The gap that is not in the purchase agreement
The data that the real estate market should read carefully is not that of the bottled water but that of the aqueduct: that 62.7% of Dominican households use domestic water for washing, scrubbing and bathing, while only 5.9% use it for drinking, draws a clear line: the water reaches the home, but nobody trusts to drink it.
That distrust comes at a price, because the bottled water isn't free, nor is the small truck that travels through the housing developments selling processed water, the only source of supply for 3.6% of urban households.
Every family living in an apartment with a nominal water supply and buying bottled water is paying twice: the water service fee and the cost of the water they actually drink. Weekly consumption for a family of four could be four bottles, and we leave it to the readers to calculate the annual cost of this, based on current prices of between 110 and 130 pesos per five-gallon jug.
Drinking water is an almost invisible economic burden that never appears in the profitability analysis of a residential project or in the valuation tables of expert appraisers.
How much does that add up to over the useful life of an asset? Does the market factor it into the price per square meter? Does anyone disclose it during the mortgage due diligence process?
The little savior truck
According to the ONE document, 3.2% of Dominican households, 119,637 in absolute numbers, drink "processed" water from the small trucks: that small vehicle that circulates through residential streets selling "potable" water to homes.
In urban areas the percentage is higher than in rural areas (3.6% vs. 2.3%), which shows that it is not a phenomenon of areas without infrastructure: it is a market service that fills the gap where the aqueduct does reach, but it is not drinkable.
For the real estate sector, the geographical distribution of that small truck is, unintentionally, a map of water scarcity. The provinces most dependent on this resource are also actively developing markets, and these are not marginal areas but rather territories where the network exists but is insufficient.
The 37,241 households that rely on large tanker trucks, a qualitatively different source associated with communities without a network, complete the picture: in rural areas of tourist and industrial interest, such as the eastern corridor or the northern coast, water arrives by vehicle or it does not arrive at all.
What the developer doesn't calculate
The question that the ONE report poses without naming it is regulatory: what drinking water standard does a residential project guarantee?
Dominican regulations require connection to the water supply network as a condition for the authorization of a building, but there is no parameter that obliges the developer to demonstrate the quality of the water delivered or to provide filtration or treatment systems in the units.
The result is a silent externality: the buyer assumes the cost of solving what the infrastructure they paid for does not do.
In mid- to high-end projects—towers in Piantini, Naco, Los Cacicazgos, and gated communities in the East—the solution is usually a kitchen water filter, bottled water by subscription, or connection to a centralized purified water system managed by the condominium association. And the problem continues to generate costs.
In low-cost projects, the solution is the small truck or the individual water bottle, with a disproportionate budgetary burden for low-income households.

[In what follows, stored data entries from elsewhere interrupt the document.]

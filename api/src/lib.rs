//! # Venuebook API
//!
//! Typed HTTP client for the venuebook booking backend.
//!
//! One method per backend endpoint, grouped per domain module (users,
//! organizations, venues, bookings, events, tickets). Every call goes
//! through a single request pipeline that injects the bearer token from an
//! explicit [`Session`], normalizes failures into [`ApiError`], and logs the
//! outcome once.
//!
//! ## Example
//!
//! ```no_run
//! use venuebook_api::{ApiClient, ApiConfig, Session};
//! use venuebook_api::users::LoginRequest;
//!
//! #[tokio::main]
//! async fn main() -> Result<(), Box<dyn std::error::Error>> {
//!     let client = ApiClient::new(ApiConfig::from_env())?;
//!
//!     let login = client
//!         .login(&LoginRequest::new("manager@example.com", "hunter2"))
//!         .await?;
//!     if let Some(token) = login.token {
//!         client.authorize(Session::new(token)).await;
//!     }
//!
//!     let response = client.venue_bookings("venue-1").await?;
//!     println!("{} raw bookings", response.bookings.len());
//!     Ok(())
//! }
//! ```

pub mod bookings;
pub mod client;
pub mod config;
pub mod error;
pub mod events;
pub mod organizations;
pub mod session;
pub mod tickets;
pub mod types;
pub mod users;
pub mod venues;

// Re-export main types for convenience
pub use client::ApiClient;
pub use config::ApiConfig;
pub use error::ApiError;
pub use session::Session;
pub use types::{AckResponse, FileUpload};
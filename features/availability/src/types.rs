//! State and actions for the availability dashboard.

use chrono::NaiveDate;
use venuebook_bookings::{
    BookingEntry, BookingFilter, BookingSummary, DEFAULT_PAGE_SIZE, MonthGrid, OverlapPolicy, Page,
    RawBooking, StatusFilter, paginate,
};

/// Venue name shown when the backend does not provide one
pub const UNKNOWN_VENUE: &str = "Unknown Venue";

/// Transient state of the availability page.
///
/// Held only while the page is mounted; navigating away drops it and the
/// next visit re-fetches from scratch.
#[derive(Clone, Debug)]
pub struct AvailabilityState {
    /// Venue the dashboard is showing
    pub venue_id: String,
    /// Venue display name, [`UNKNOWN_VENUE`] until a fetch fills it in
    pub venue_name: String,
    /// Expanded per-date entries from the last successful fetch
    pub bookings: Vec<BookingEntry>,
    /// Summary card values, recomputed whenever `bookings` changes
    pub summary: BookingSummary,
    /// Current table filter
    pub filter: BookingFilter,
    /// Current 1-indexed table page
    pub page: usize,
    /// Month the calendar pair starts at
    pub calendar_base: NaiveDate,
    /// "Now" as of the last load, drives past/today classification
    pub today: NaiveDate,
    /// Which entry wins a day cell when several share its date
    pub overlap_policy: OverlapPolicy,
    /// Whether a fetch is in flight
    pub loading: bool,
    /// Last fetch failure, surfaced once and cleared on the next load
    pub last_error: Option<String>,
}

impl AvailabilityState {
    /// Fresh state for a venue's dashboard
    #[must_use]
    pub fn new(venue_id: impl Into<String>, today: NaiveDate) -> Self {
        Self {
            venue_id: venue_id.into(),
            venue_name: UNKNOWN_VENUE.to_owned(),
            bookings: Vec::new(),
            summary: BookingSummary::default(),
            filter: BookingFilter::default(),
            page: 1,
            calendar_base: today,
            today,
            overlap_policy: OverlapPolicy::default(),
            loading: false,
            last_error: None,
        }
    }

    /// Entries passing the current filter, recomputed per call
    #[must_use]
    pub fn filtered(&self) -> Vec<BookingEntry> {
        self.filter.apply(&self.bookings)
    }

    /// The currently visible table page
    #[must_use]
    pub fn current_page(&self) -> Page<BookingEntry> {
        paginate(&self.filtered(), DEFAULT_PAGE_SIZE, self.page)
    }

    /// Calendar grid for the base month shifted by `offset` months
    ///
    /// The calendar shows all bookings regardless of the table filter.
    #[must_use]
    pub fn month_grid(&self, offset: i32) -> MonthGrid {
        MonthGrid::build(
            self.calendar_base,
            offset,
            &self.bookings,
            self.today,
            self.overlap_policy,
        )
    }

    /// The dashboard renders the current and the next month
    #[must_use]
    pub const fn month_offsets() -> [i32; 2] {
        [0, 1]
    }
}

/// Everything that can happen on the availability page.
#[derive(Clone, Debug)]
pub enum AvailabilityAction {
    /// Fetch the venue's bookings
    Load,
    /// A fetch resolved with data
    BookingsLoaded {
        /// Venue display name from the response summary
        venue_name: Option<String>,
        /// Raw records to expand
        bookings: Vec<RawBooking>,
    },
    /// A fetch failed; surfaced once, never retried automatically
    LoadFailed {
        /// Human-readable failure description
        reason: String,
    },
    /// The search box changed
    SearchChanged(String),
    /// The status dropdown changed
    StatusFilterChanged(StatusFilter),
    /// A day was picked in the calendar
    DateSelected(NaiveDate),
    /// The date filter chip was dismissed
    DateCleared,
    /// A pager button was clicked
    PageChanged(usize),
    /// The calendar was stepped forward or back by whole months
    MonthNavigated {
        /// Signed month delta, -1 and 1 from the arrow buttons
        step: i32,
    },
}
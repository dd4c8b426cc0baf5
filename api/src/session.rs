//! Explicit authentication context.
//!
//! The session is injected into the client rather than read from ambient
//! storage on every request: callers obtain a token through a login
//! endpoint, wrap it in a [`Session`] with an optional expiry, and hand it
//! to [`crate::ApiClient::authorize`]. An expired session fails locally with
//! [`crate::ApiError::SessionExpired`] before any request is sent.

use chrono::{DateTime, Utc};

/// A bearer token plus its expiry policy.
#[derive(Clone, Debug, PartialEq, Eq)]
pub struct Session {
    /// The bearer token as issued by the login endpoint
    pub token: String,
    /// When the token stops being usable; `None` means no local expiry
    pub expires_at: Option<DateTime<Utc>>,
}

impl Session {
    /// Create a session with no local expiry
    #[must_use]
    pub fn new(token: impl Into<String>) -> Self {
        Self {
            token: token.into(),
            expires_at: None,
        }
    }

    /// Create a session that expires at the given instant
    #[must_use]
    pub fn expiring(token: impl Into<String>, expires_at: DateTime<Utc>) -> Self {
        Self {
            token: token.into(),
            expires_at: Some(expires_at),
        }
    }

    /// Whether the session is past its expiry at `now`
    #[must_use]
    pub fn is_expired(&self, now: DateTime<Utc>) -> bool {
        self.expires_at.is_some_and(|expiry| now >= expiry)
    }
}
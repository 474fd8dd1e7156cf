use crate::error::{FrontendError, FrontendResult};
use crate::presets::Preset;
use serde::{Deserialize, Deserializer, Serialize, Serializer};
use std::sync::Arc;

/// Sample rate voice clips are conditioned at.
pub const CONDITIONING_SAMPLE_RATE: u32 = 22_050;

/// Sample rate of every waveform the model generates.
pub const OUTPUT_SAMPLE_RATE: u32 = 24_000;

/// Audio data with normalized samples
#[derive(Clone, Debug, PartialEq)]
pub struct AudioData {
    /// Audio samples normalized to [-1.0, 1.0]
    pub samples: Vec<f32>,
    /// Number of audio channels (typically 1 for mono)
    pub channels: usize,
    /// Sample rate in Hz
    pub sample_rate: u32,
}

impl AudioData {
    pub fn mono(samples: Vec<f32>, sample_rate: u32) -> Self {
        Self {
            samples,
            channels: 1,
            sample_rate,
        }
    }

    /// Playback length in seconds.
    pub fn duration_secs(&self) -> f64 {
        if self.sample_rate == 0 || self.channels == 0 {
            return 0.0;
        }
        self.samples.len() as f64 / self.channels as f64 / self.sample_rate as f64
    }

    /// Join clips end to end along the time axis.
    ///
    /// Every part must share the sample rate and channel count of the first.
    pub fn concat(parts: &[AudioData]) -> FrontendResult<AudioData> {
        let Some(first) = parts.first() else {
            return Err(FrontendError::Generation(
                "no audio passages to concatenate".to_string(),
            ));
        };

        let total = parts.iter().map(|p| p.samples.len()).sum();
        let mut samples = Vec::with_capacity(total);
        for (idx, part) in parts.iter().enumerate() {
            if part.sample_rate != first.sample_rate || part.channels != first.channels {
                return Err(FrontendError::InvalidVoiceData(format!(
                    "passage {} is {} Hz / {} ch, expected {} Hz / {} ch",
                    idx + 1,
                    part.sample_rate,
                    part.channels,
                    first.sample_rate,
                    first.channels
                )));
            }
            samples.extend_from_slice(&part.samples);
        }

        Ok(AudioData {
            samples,
            channels: first.channels,
            sample_rate: first.sample_rate,
        })
    }
}

impl Serialize for AudioData {
    fn serialize<S>(&self, serializer: S) -> Result<S::Ok, S::Error>
    where
        S: Serializer,
    {
        use serde::ser::SerializeStruct;

        let mut state = serializer.serialize_struct("AudioData", 3)?;

        // Serialize samples as base64
        let bytes: Vec<u8> = self.samples.iter().flat_map(|f| f.to_le_bytes()).collect();
        let base64_samples =
            base64::Engine::encode(&base64::engine::general_purpose::STANDARD, &bytes);

        state.serialize_field("samples", &base64_samples)?;
        state.serialize_field("channels", &self.channels)?;
        state.serialize_field("sample_rate", &self.sample_rate)?;
        state.end()
    }
}

impl<'de> Deserialize<'de> for AudioData {
    fn deserialize<D>(deserializer: D) -> Result<Self, D::Error>
    where
        D: Deserializer<'de>,
    {
        #[derive(Deserialize)]
        struct AudioDataHelper {
            samples: String,
            channels: usize,
            sample_rate: u32,
        }

        let helper = AudioDataHelper::deserialize(deserializer)?;

        let bytes =
            base64::Engine::decode(&base64::engine::general_purpose::STANDARD, &helper.samples)
                .map_err(serde::de::Error::custom)?;
        if bytes.len() % 4 != 0 {
            return Err(serde::de::Error::custom(format!(
                "sample payload of {} bytes is not a whole number of f32 values",
                bytes.len()
            )));
        }

        let samples: Vec<f32> = bytes
            .chunks_exact(4)
            .map(|chunk| f32::from_le_bytes([chunk[0], chunk[1], chunk[2], chunk[3]]))
            .collect();

        Ok(AudioData {
            samples,
            channels: helper.channels,
            sample_rate: helper.sample_rate,
        })
    }
}

/// Precomputed summary of a speaker's identity, usable in place of raw clips.
#[derive(Clone, Debug, PartialEq, Serialize, Deserialize)]
pub struct ConditioningLatents {
    /// Latent fed to the autoregressive decoder
    pub autoregressive: Vec<f32>,
    /// Latent fed to the diffusion decoder
    pub diffusion: Vec<f32>,
}

impl ConditioningLatents {
    /// Element-wise mean of several latent voices.
    pub fn average(latents: &[ConditioningLatents]) -> FrontendResult<ConditioningLatents> {
        let Some(first) = latents.first() else {
            return Err(FrontendError::InvalidVoiceData(
                "cannot average an empty set of latents".to_string(),
            ));
        };

        let mut autoregressive = vec![0.0f32; first.autoregressive.len()];
        let mut diffusion = vec![0.0f32; first.diffusion.len()];
        for latent in latents {
            if latent.autoregressive.len() != autoregressive.len()
                || latent.diffusion.len() != diffusion.len()
            {
                return Err(FrontendError::InvalidVoiceData(
                    "conditioning latents have mismatched shapes".to_string(),
                ));
            }
            for (acc, v) in autoregressive.iter_mut().zip(&latent.autoregressive) {
                *acc += v;
            }
            for (acc, v) in diffusion.iter_mut().zip(&latent.diffusion) {
                *acc += v;
            }
        }

        let n = latents.len() as f32;
        autoregressive.iter_mut().for_each(|v| *v /= n);
        diffusion.iter_mut().for_each(|v| *v /= n);

        Ok(ConditioningLatents {
            autoregressive,
            diffusion,
        })
    }
}

/// What a voice store hands back for one or more voice names.
///
/// Both fields empty means "let the model pick a random speaker".
#[derive(Clone, Debug, Default, PartialEq)]
pub struct VoiceMaterial {
    pub samples: Option<Vec<AudioData>>,
    pub latents: Option<ConditioningLatents>,
}

impl VoiceMaterial {
    pub fn random() -> Self {
        Self::default()
    }

    pub fn from_samples(samples: Vec<AudioData>) -> Self {
        Self {
            samples: Some(samples),
            latents: None,
        }
    }

    pub fn from_latents(latents: ConditioningLatents) -> Self {
        Self {
            samples: None,
            latents: Some(latents),
        }
    }

    /// First reference clip, shown back to the user as "sample of selected voice".
    pub fn first_sample(&self) -> Option<&AudioData> {
        self.samples.as_ref().and_then(|s| s.first())
    }
}

/// One call against the speech model
///
/// Reference clips are shared, so cloning a request to change only its text
/// does not copy audio.
#[derive(Clone, Debug, Serialize, Deserialize)]
pub struct SynthesisRequest {
    pub text: String,
    pub voice_samples: Option<Arc<[AudioData]>>,
    pub conditioning_latents: Option<ConditioningLatents>,
    pub preset: Preset,
    /// Number of candidate waveforms to generate
    pub k: usize,
    pub use_deterministic_seed: Option<u64>,
    /// Ask the model to report the seed it actually used
    pub return_deterministic_state: bool,
}

impl SynthesisRequest {
    pub fn new(text: impl Into<String>, voice: VoiceMaterial, preset: Preset) -> Self {
        Self {
            text: text.into(),
            voice_samples: voice.samples.map(Arc::from),
            conditioning_latents: voice.latents,
            preset,
            k: 1,
            use_deterministic_seed: None,
            return_deterministic_state: false,
        }
    }

    pub fn with_candidates(mut self, k: usize) -> Self {
        self.k = k;
        self
    }

    pub fn with_seed(mut self, seed: Option<u64>) -> Self {
        self.use_deterministic_seed = seed;
        self
    }

    pub fn returning_seed(mut self) -> Self {
        self.return_deterministic_state = true;
        self
    }
}

/// Waveforms produced by one synthesis call
#[derive(Clone, Debug, Serialize, Deserialize)]
pub struct SynthesisOutput {
    pub candidates: Vec<AudioData>,
    #[serde(default)]
    pub seed: Option<u64>,
}

impl SynthesisOutput {
    pub fn into_first(self) -> FrontendResult<AudioData> {
        self.candidates
            .into_iter()
            .next()
            .ok_or_else(|| FrontendError::Generation("model returned no audio".to_string()))
    }
}

/// Model information
#[derive(Clone, Debug, Serialize, Deserialize)]
pub struct ModelInfo {
    /// Model identifier
    pub id: String,
    /// Model name
    pub name: String,
    /// Model description
    pub description: Option<String>,
}

#[cfg(test)]
mod tests {
    use super::*;

    #[test]
    fn test_audio_data_serialization() {
        let audio = AudioData {
            samples: vec![0.0, 0.5, -0.5, 1.0],
            channels: 1,
            sample_rate: 24000,
        };

        let json = serde_json::to_string(&audio).unwrap();
        let deserialized: AudioData = serde_json::from_str(&json).unwrap();

        assert_eq!(audio, deserialized);
    }

    #[test]
    fn test_audio_data_rejects_truncated_payload() {
        let json = r#"{"samples":"AAA=","channels":1,"sample_rate":24000}"#;
        assert!(serde_json::from_str::<AudioData>(json).is_err());
    }

    #[test]
    fn test_concat_keeps_order() {
        let a = AudioData::mono(vec![0.1, 0.2], OUTPUT_SAMPLE_RATE);
        let b = AudioData::mono(vec![0.3], OUTPUT_SAMPLE_RATE);
        let joined = AudioData::concat(&[a, b]).unwrap();
        assert_eq!(joined.samples, vec![0.1, 0.2, 0.3]);
        assert_eq!(joined.sample_rate, OUTPUT_SAMPLE_RATE);
    }

    #[test]
    fn test_concat_rejects_rate_mismatch() {
        let a = AudioData::mono(vec![0.1], OUTPUT_SAMPLE_RATE);
        let b = AudioData::mono(vec![0.3], CONDITIONING_SAMPLE_RATE);
        assert!(AudioData::concat(&[a, b]).is_err());
        assert!(AudioData::concat(&[]).is_err());
    }

    #[test]
    fn test_duration() {
        let audio = AudioData::mono(vec![0.0; 12_000], OUTPUT_SAMPLE_RATE);
        assert!((audio.duration_secs() - 0.5).abs() < 1e-9);
    }

    #[test]
    fn test_latent_average() {
        let a = ConditioningLatents {
            autoregressive: vec![1.0, 2.0],
            diffusion: vec![0.0],
        };
        let b = ConditioningLatents {
            autoregressive: vec![3.0, 4.0],
            diffusion: vec![2.0],
        };
        let avg = ConditioningLatents::average(&[a, b]).unwrap();
        assert_eq!(avg.autoregressive, vec![2.0, 3.0]);
        assert_eq!(avg.diffusion, vec![1.0]);
    }

    #[test]
    fn test_request_builder() {
        let request = SynthesisRequest::new("hi", VoiceMaterial::random(), Preset::Standard)
            .with_candidates(3)
            .with_seed(Some(7))
            .returning_seed();
        assert_eq!(request.k, 3);
        assert_eq!(request.use_deterministic_seed, Some(7));
        assert!(request.return_deterministic_state);
        assert!(request.voice_samples.is_none());
    }

    #[test]
    fn test_request_clone_shares_reference_clips() {
        let clip = AudioData::mono(vec![0.1; 8], CONDITIONING_SAMPLE_RATE);
        let template =
            SynthesisRequest::new("", VoiceMaterial::from_samples(vec![clip]), Preset::Fast);
        let request = SynthesisRequest {
            text: "Second passage.".to_string(),
            ..template.clone()
        };

        let (Some(shared), Some(original)) = (&request.voice_samples, &template.voice_samples)
        else {
            panic!("reference clips missing");
        };
        assert!(Arc::ptr_eq(shared, original));

        let json = serde_json::to_value(&request).unwrap();
        assert_eq!(json["voice_samples"].as_array().map(Vec::len), Some(1));
    }
}
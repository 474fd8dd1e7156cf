use anyhow::{Context, Result};
use clap::{Args, Parser, Subcommand};
use std::path::{Path, PathBuf};
use std::sync::Arc;
use tortoise_frontend::audio::{load_audio, write_wav};
use tortoise_frontend::server::HttpSpeechModel;
use tortoise_frontend::{
    BasicRequest, CONDITIONING_SAMPLE_RATE, DirectoryVoiceStore, Emotion, ExpressiveRequest,
    FrontendConfig, LongformRequest, Preset, SpeechSession, SplitMode, VoiceOption, VoiceStore,
};

#[derive(Parser)]
#[command(name = "tortoise")]
#[command(about = "Tortoise TTS front-ends - speak, expressive and long-form synthesis", long_about = None)]
struct Cli {
    /// Path to a TOML config file (defaults to the platform config directory)
    #[arg(short, long, global = true)]
    config: Option<PathBuf>,

    /// Model server URL, overrides the config file
    #[arg(long, global = true)]
    server_url: Option<String>,

    /// Extra voice directory, searched after the configured ones
    #[arg(long, global = true)]
    voice_dir: Vec<PathBuf>,

    #[command(subcommand)]
    command: Commands,
}

#[derive(Args)]
struct Generation {
    /// Quality preset: ultra_fast, fast, standard, high_quality
    #[arg(short, long, default_value = "fast")]
    preset: Preset,

    /// Seed for reproducible output
    #[arg(short, long)]
    seed: Option<u64>,
}

#[derive(Subcommand)]
enum Commands {
    /// Synthesize text with a single voice
    Speak {
        /// Text to synthesize
        text: String,

        #[arg(short, long, default_value = "angie")]
        voice: VoiceOption,

        #[command(flatten)]
        generation: Generation,

        /// Output WAV file
        #[arg(short, long)]
        output: Option<PathBuf>,
    },
    /// Synthesize several candidates with emotion and voice mixing
    Expressive {
        /// Text to synthesize
        text: String,

        /// Emotion: None/Custom, Happy, Sad, Angry, Disgusted, Arrogant
        #[arg(short, long, default_value = "None/Custom")]
        emotion: Emotion,

        /// Custom prompt, used when emotion is None/Custom
        #[arg(long, default_value = "")]
        prompt: String,

        #[arg(short, long, default_value = "angie")]
        voice: VoiceOption,

        /// Recording used when the voice is custom_voice
        #[arg(long)]
        mic_audio: Option<PathBuf>,

        #[arg(long, default_value = "disabled")]
        voice_b: VoiceOption,

        #[arg(long, default_value = "disabled")]
        voice_c: VoiceOption,

        #[command(flatten)]
        generation: Generation,

        /// Directory for the candidate WAV files
        #[arg(short, long)]
        output_dir: Option<PathBuf>,
    },
    /// Narrate a long text passage by passage
    Longform {
        /// Text to narrate; takes precedence over --script unless blank
        #[arg(short, long)]
        text: Option<String>,

        /// Text file narrated when --text is missing or blank
        #[arg(long)]
        script: Option<PathBuf>,

        /// Name of the narration (output file and passage folder)
        #[arg(short, long)]
        name: String,

        #[arg(short, long, default_value = "angie")]
        voice: VoiceOption,

        #[arg(long, default_value = "disabled")]
        voice_b: VoiceOption,

        #[arg(long, default_value = "disabled")]
        voice_c: VoiceOption,

        #[command(flatten)]
        generation: Generation,

        /// Passage numbers to regenerate, e.g. "2 5"; omit to regenerate all
        #[arg(short, long, default_value = "")]
        regenerate: String,

        /// Split passages on newlines ("yes") or by sentence length ("no")
        #[arg(long, default_value = "no")]
        split_by_newline: SplitMode,
    },
    /// List voice names and which ones are present on disk
    Voices,
}

#[tokio::main]
async fn main() -> Result<()> {
    env_logger::init();

    let cli = Cli::parse();
    let config = load_config(&cli)?;

    match cli.command {
        Commands::Voices => list_voices(&config),
        Commands::Speak {
            text,
            voice,
            generation,
            output,
        } => {
            let session = build_session(config)?;
            let output = output.unwrap_or_else(|| session.config().output_dir.join("speak.wav"));
            let result = session
                .basic(BasicRequest {
                    text,
                    voice,
                    preset: generation.preset,
                    seed: generation.seed,
                })
                .await?;

            write_wav(&output, &result.audio)
                .with_context(|| format!("Failed to write {}", output.display()))?;
            println!("{}", output.display());
            Ok(())
        }
        Commands::Expressive {
            text,
            emotion,
            prompt,
            voice,
            mic_audio,
            voice_b,
            voice_c,
            generation,
            output_dir,
        } => {
            if mic_audio.is_some() && voice != VoiceOption::CustomVoice {
                anyhow::bail!("--mic-audio is only used with --voice custom_voice");
            }
            let custom_audio = mic_audio
                .as_deref()
                .map(|path| {
                    load_audio(path, CONDITIONING_SAMPLE_RATE)
                        .with_context(|| format!("Failed to read {}", path.display()))
                })
                .transpose()?;

            let session = build_session(config)?;
            let output_dir =
                output_dir.unwrap_or_else(|| session.config().output_dir.join("expressive"));
            let result = session
                .expressive(ExpressiveRequest {
                    emotion,
                    prompt,
                    custom_audio,
                    voice_b,
                    voice_c,
                    preset: generation.preset,
                    seed: generation.seed,
                    ..ExpressiveRequest::new(text, voice)
                })
                .await?;

            if let Some(sample) = &result.voice_sample {
                write_output(&output_dir.join("voice_sample.wav"), sample)?;
            }
            for (idx, candidate) in result.candidates.iter().enumerate() {
                write_output(&output_dir.join(format!("candidate_{}.wav", idx + 1)), candidate)?;
            }
            match result.seed {
                Some(seed) => println!("Seed: {}", seed),
                None => println!("Seed: None"),
            }
            Ok(())
        }
        Commands::Longform {
            text,
            script,
            name,
            voice,
            voice_b,
            voice_c,
            generation,
            regenerate,
            split_by_newline,
        } => {
            if text.is_none() && script.is_none() {
                anyhow::bail!("Either --text or --script must be specified");
            }
            let session = build_session(config)?;
            session
                .script_log()
                .write_banner()
                .context("Failed to write scripts log")?;

            let result = session
                .longform(LongformRequest {
                    text,
                    script,
                    name,
                    voice,
                    voice_b,
                    voice_c,
                    preset: generation.preset,
                    seed: generation.seed,
                    regenerate,
                    split: split_by_newline,
                })
                .await?;

            println!("{}", result.listing());
            println!("\n{}", result.output_path.display());
            Ok(())
        }
    }
}

fn load_config(cli: &Cli) -> Result<FrontendConfig> {
    let mut config = FrontendConfig::load_or_default(cli.config.as_deref())
        .context("Failed to load configuration")?;

    if let Some(url) = &cli.server_url {
        config.server.base_url = url.clone();
    }
    config.voice_dirs.extend(cli.voice_dir.iter().cloned());
    Ok(config)
}

fn build_session(config: FrontendConfig) -> Result<SpeechSession> {
    let model = HttpSpeechModel::new(config.server.clone())
        .context("Failed to create model client")?;
    log::info!("Using model server at {}", config.server.base_url);

    let store = DirectoryVoiceStore::new(config.voice_dirs.clone());
    Ok(SpeechSession::new(Arc::new(model), Arc::new(store), config))
}

fn write_output(path: &Path, audio: &tortoise_frontend::AudioData) -> Result<()> {
    write_wav(path, audio).with_context(|| format!("Failed to write {}", path.display()))?;
    println!("{}", path.display());
    Ok(())
}

fn list_voices(config: &FrontendConfig) -> Result<()> {
    let store = DirectoryVoiceStore::new(config.voice_dirs.clone());
    let available = store.available_voices();

    println!("Voice directories:");
    for dir in store.roots() {
        println!("  {}", dir.display());
    }
    println!();
    for voice in VoiceOption::all() {
        let marker = if voice.is_sentinel() {
            "special"
        } else if available.contains(voice) {
            "available"
        } else {
            "missing"
        };
        println!("  {:<20} {}", voice.identifier(), marker);
    }
    Ok(())
}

But none of these scenarios appear in the sales promise.
An opportunity for differentiation
What the census documents as a deficit, the market can interpret as an advantage. Developers who incorporate centralized filtration systems, guaranteed potable water in their units, or water quality certification into their projects have an argument that 94% of Dominican urban households cannot take for granted: tap water is drinkable.
In a context where product differentiation is increasingly difficult, with similar amenities, comparable finishes, and locations competing in the same corridors, the drinking water solution has the merit of solving a real problem that the 2022 Census has just put in black and white: in the Dominican Republic, having an aqueduct does not mean having drinking water.